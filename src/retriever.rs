//! Hybrid retrieval: dense cosine + BM25, fused with Reciprocal Rank Fusion,
//! deduplicated by parent page.
//!
//! A [`Retriever`] is a cheap, reconstructible view over an
//! `Arc<ProjectIndex>`. It holds its own reference to the index, so a query
//! keeps the index alive even if the cache evicts it mid-flight.
//!
//! The two ranked lists are combined by RRF with `k = 60`: an id at rank `r`
//! (1-based) in a list contributes `1 / (60 + r)`; a missing rank contributes
//! nothing. Ties in the fused ordering break by chunk id so results are
//! reproducible for a fixed index state and query.

use std::collections::{HashMap, HashSet};
use std::sync::Arc;

use crate::embedding::cosine_similarity;
use crate::error::{EngineError, Result};
use crate::index::ProjectIndex;
use crate::models::{DocumentSummary, RetrievedChunk};

/// RRF constant.
const RRF_K: f64 = 60.0;
/// Candidate multiplier: each ranked list is cut to `3 · top_k` before fusion.
const CANDIDATE_FACTOR: usize = 3;

pub struct Retriever {
    index: Arc<ProjectIndex>,
}

impl Retriever {
    pub fn new(index: Arc<ProjectIndex>) -> Self {
        Self { index }
    }

    pub fn doc_summaries(&self) -> Vec<DocumentSummary> {
        self.index.doc_summaries()
    }

    /// Hybrid search returning up to `top_k` results, at most one per
    /// `(document, page)` pair.
    pub async fn search(&self, query: &str, top_k: usize) -> Result<Vec<RetrievedChunk>> {
        // 1. Embed the query before taking any lock.
        let response = self.index.embedder().embed(&[query.to_string()]).await?;
        let query_embedding = response
            .into_iter()
            .next()
            .ok_or_else(|| EngineError::Embedding("empty query embedding".to_string()))?;

        let candidates = top_k * CANDIDATE_FACTOR;

        // 3. Lexical ranking (independent of the store lock).
        let lexical_hits = self.index.lexical().search(query, candidates)?;
        let mut lexical_ranks: HashMap<String, usize> = HashMap::new();
        for (rank, (id, _score)) in lexical_hits.iter().enumerate() {
            lexical_ranks.insert(id.clone(), rank + 1);
        }

        self.index.with_store(|store| {
            // 2. Dense ranking: cosine against every chunk, ties by id.
            let mut scored: Vec<(usize, f64)> = store
                .chunks
                .iter()
                .enumerate()
                .map(|(i, chunk)| (i, cosine_similarity(&query_embedding, &chunk.embedding)))
                .collect();
            scored.sort_by(|a, b| {
                b.1.partial_cmp(&a.1)
                    .unwrap_or(std::cmp::Ordering::Equal)
                    .then_with(|| store.chunks[a.0].id.cmp(&store.chunks[b.0].id))
            });

            let mut vector_ranks: HashMap<String, usize> = HashMap::new();
            for (rank, (chunk_index, _)) in scored.iter().take(candidates).enumerate() {
                vector_ranks.insert(store.chunks[*chunk_index].id.clone(), rank + 1);
            }

            // 4. Reciprocal Rank Fusion over the union of both lists.
            let mut all_ids: HashSet<&String> = vector_ranks.keys().collect();
            all_ids.extend(lexical_ranks.keys());

            let mut fused: Vec<(&String, f64)> = all_ids
                .into_iter()
                .map(|id| {
                    let mut score = 0.0;
                    if let Some(rank) = vector_ranks.get(id) {
                        score += 1.0 / (RRF_K + *rank as f64);
                    }
                    if let Some(rank) = lexical_ranks.get(id) {
                        score += 1.0 / (RRF_K + *rank as f64);
                    }
                    (id, score)
                })
                .collect();
            fused.sort_by(|a, b| {
                b.1.partial_cmp(&a.1)
                    .unwrap_or(std::cmp::Ordering::Equal)
                    .then_with(|| a.0.cmp(b.0))
            });

            // 5./6. Parent-page dedup, then materialize.
            let chunk_by_id: HashMap<&str, usize> = store
                .chunks
                .iter()
                .enumerate()
                .map(|(i, c)| (c.id.as_str(), i))
                .collect();

            let mut seen_pages: HashSet<(String, usize)> = HashSet::new();
            let mut results = Vec::with_capacity(top_k);
            for (id, score) in fused {
                if results.len() >= top_k {
                    break;
                }
                let Some(&chunk_index) = chunk_by_id.get(id.as_str()) else {
                    continue;
                };
                let chunk = &store.chunks[chunk_index];
                if !seen_pages.insert((chunk.document.clone(), chunk.page_number)) {
                    continue;
                }
                results.push(RetrievedChunk {
                    chunk_id: chunk.id.clone(),
                    document: chunk.document.clone(),
                    page_number: chunk.page_number,
                    text: chunk.text.clone(),
                    parent_text: chunk.parent_text.clone(),
                    section: chunk.section.clone(),
                    score,
                });
            }

            Ok(results)
        })
    }
}

#[cfg(test)]
mod tests {
    use super::*;
    use crate::embedding::Embedder;
    use crate::lexical::LexicalIndex;
    use crate::models::Chunk;
    use crate::store::VectorStore;
    use async_trait::async_trait;

    /// Embeds each text as a unit vector keyed on the first word, so tests
    /// control dense similarity exactly: identical first words → cosine 1.
    struct KeywordEmbedder;

    fn keyword_vector(text: &str) -> Vec<f32> {
        let key = text.split_whitespace().next().unwrap_or_default();
        let mut v = vec![0.0f32; 8];
        let slot = key.bytes().map(|b| b as usize).sum::<usize>() % 8;
        v[slot] = 1.0;
        v
    }

    #[async_trait]
    impl Embedder for KeywordEmbedder {
        async fn embed(&self, texts: &[String]) -> Result<Vec<Vec<f32>>> {
            Ok(texts.iter().map(|t| keyword_vector(t)).collect())
        }

        fn model_name(&self) -> &str {
            "keyword-test"
        }
    }

    fn chunk(id: &str, document: &str, page: usize, text: &str) -> Chunk {
        Chunk {
            id: id.to_string(),
            document: document.to_string(),
            page_number: page,
            text: text.to_string(),
            parent_text: format!("parent of: {text}"),
            section: String::new(),
            embedding: keyword_vector(text),
        }
    }

    fn build_index(chunks: Vec<Chunk>) -> Arc<ProjectIndex> {
        let lexical = LexicalIndex::open_in_ram().unwrap();
        for c in &chunks {
            lexical
                .index_chunk(&c.id, &c.text, &c.document, c.page_number)
                .unwrap();
        }
        lexical.commit().unwrap();

        let index = ProjectIndex::new(lexical, Arc::new(KeywordEmbedder));
        index.set_store(VectorStore {
            chunks,
            doc_summaries: Vec::new(),
        });
        Arc::new(index)
    }

    #[tokio::test]
    async fn fused_scores_follow_rrf_formula() {
        // One chunk matches both lists at rank 1; verify the exact score.
        let index = build_index(vec![
            chunk("docA_p1_c0", "docA.pdf", 1, "merger agreement details"),
            chunk("docB_p1_c1", "docB.pdf", 1, "gardening in winter"),
        ]);
        let retriever = Retriever::new(index);

        let results = retriever.search("merger agreement details", 2).await.unwrap();
        assert!(!results.is_empty());
        let top = &results[0];
        assert_eq!(top.chunk_id, "docA_p1_c0");
        // Rank 1 in the dense list and rank 1 in the lexical list.
        let expected = 1.0 / 61.0 + 1.0 / 61.0;
        assert!(
            (top.score - expected).abs() < 1e-9,
            "expected {expected}, got {}",
            top.score
        );
    }

    #[tokio::test]
    async fn missing_rank_contributes_zero() {
        // docA shares no words with the query but its embedding matches the
        // query vector exactly, so it ranks only in the dense list; docB
        // matches lexically and sits at dense rank 2.
        let mut doc_a = chunk("docA_p1_c0", "docA.pdf", 1, "omega text one");
        doc_a.embedding = keyword_vector("solar");
        let index = build_index(vec![
            doc_a,
            chunk("docB_p1_c1", "docB.pdf", 1, "beta solar panels report"),
        ]);
        let retriever = Retriever::new(index);

        let results = retriever.search("solar panels", 2).await.unwrap();
        let by_id: HashMap<&str, f64> = results
            .iter()
            .map(|r| (r.chunk_id.as_str(), r.score))
            .collect();

        // docA: dense rank 1 only. docB: lexical rank 1, dense rank 2.
        assert!((by_id["docA_p1_c0"] - 1.0 / 61.0).abs() < 1e-9);
        assert!((by_id["docB_p1_c1"] - (1.0 / 61.0 + 1.0 / 62.0)).abs() < 1e-9);
    }

    #[tokio::test]
    async fn parent_page_dedup_keeps_best_chunk() {
        // Two chunks from the same page of docA plus one from docB; with
        // top_k = 2 the weaker docA sibling must be suppressed.
        let index = build_index(vec![
            chunk("docA_p5_c0", "docA.pdf", 5, "merger agreement details"),
            chunk("docA_p5_c1", "docA.pdf", 5, "merger terms continued"),
            chunk("docB_p7_c2", "docB.pdf", 7, "unrelated gardening notes"),
        ]);
        let retriever = Retriever::new(index);

        let results = retriever.search("merger agreement details", 2).await.unwrap();
        assert_eq!(results.len(), 2);
        assert_eq!(results[0].document, "docA.pdf");
        assert_eq!(results[0].page_number, 5);
        assert_eq!(results[1].document, "docB.pdf");
        assert_eq!(results[1].page_number, 7);

        let pages: HashSet<(String, usize)> = results
            .iter()
            .map(|r| (r.document.clone(), r.page_number))
            .collect();
        assert_eq!(pages.len(), results.len(), "no (document, page) repeats");
    }

    #[tokio::test]
    async fn ties_break_by_chunk_id() {
        // Two chunks with identical embeddings and no lexical match for the
        // query: equal fused scores, so ordering must be lexicographic.
        let index = build_index(vec![
            chunk("zzz_p1_c0", "zzz.pdf", 1, "same words here"),
            chunk("aaa_p1_c0", "aaa.pdf", 1, "same words here"),
        ]);
        let retriever = Retriever::new(index);

        let first = retriever.search("same thing", 2).await.unwrap();
        let second = retriever.search("same thing", 2).await.unwrap();
        let order: Vec<&str> = first.iter().map(|r| r.chunk_id.as_str()).collect();
        assert_eq!(
            order,
            second.iter().map(|r| r.chunk_id.as_str()).collect::<Vec<_>>(),
            "same query must be reproducible"
        );
        assert_eq!(order[0], "aaa_p1_c0");
    }

    #[tokio::test]
    async fn results_carry_parent_text_and_fused_score() {
        let index = build_index(vec![chunk(
            "docA_p1_c0",
            "docA.pdf",
            1,
            "merger agreement details",
        )]);
        let retriever = Retriever::new(index);

        let results = retriever.search("merger agreement details", 5).await.unwrap();
        assert_eq!(results.len(), 1);
        assert!(results[0].parent_text.starts_with("parent of:"));
        assert!(results[0].score > 0.0);
    }
}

* Brief:
Copy out all lines of the material above in which "second" occurs.

* Completed task:
        let second = retriever.search("same thing", 2).await.unwrap();
            second.iter().map(|r| r.chunk_id.as_str()).collect::<Vec<_>>(),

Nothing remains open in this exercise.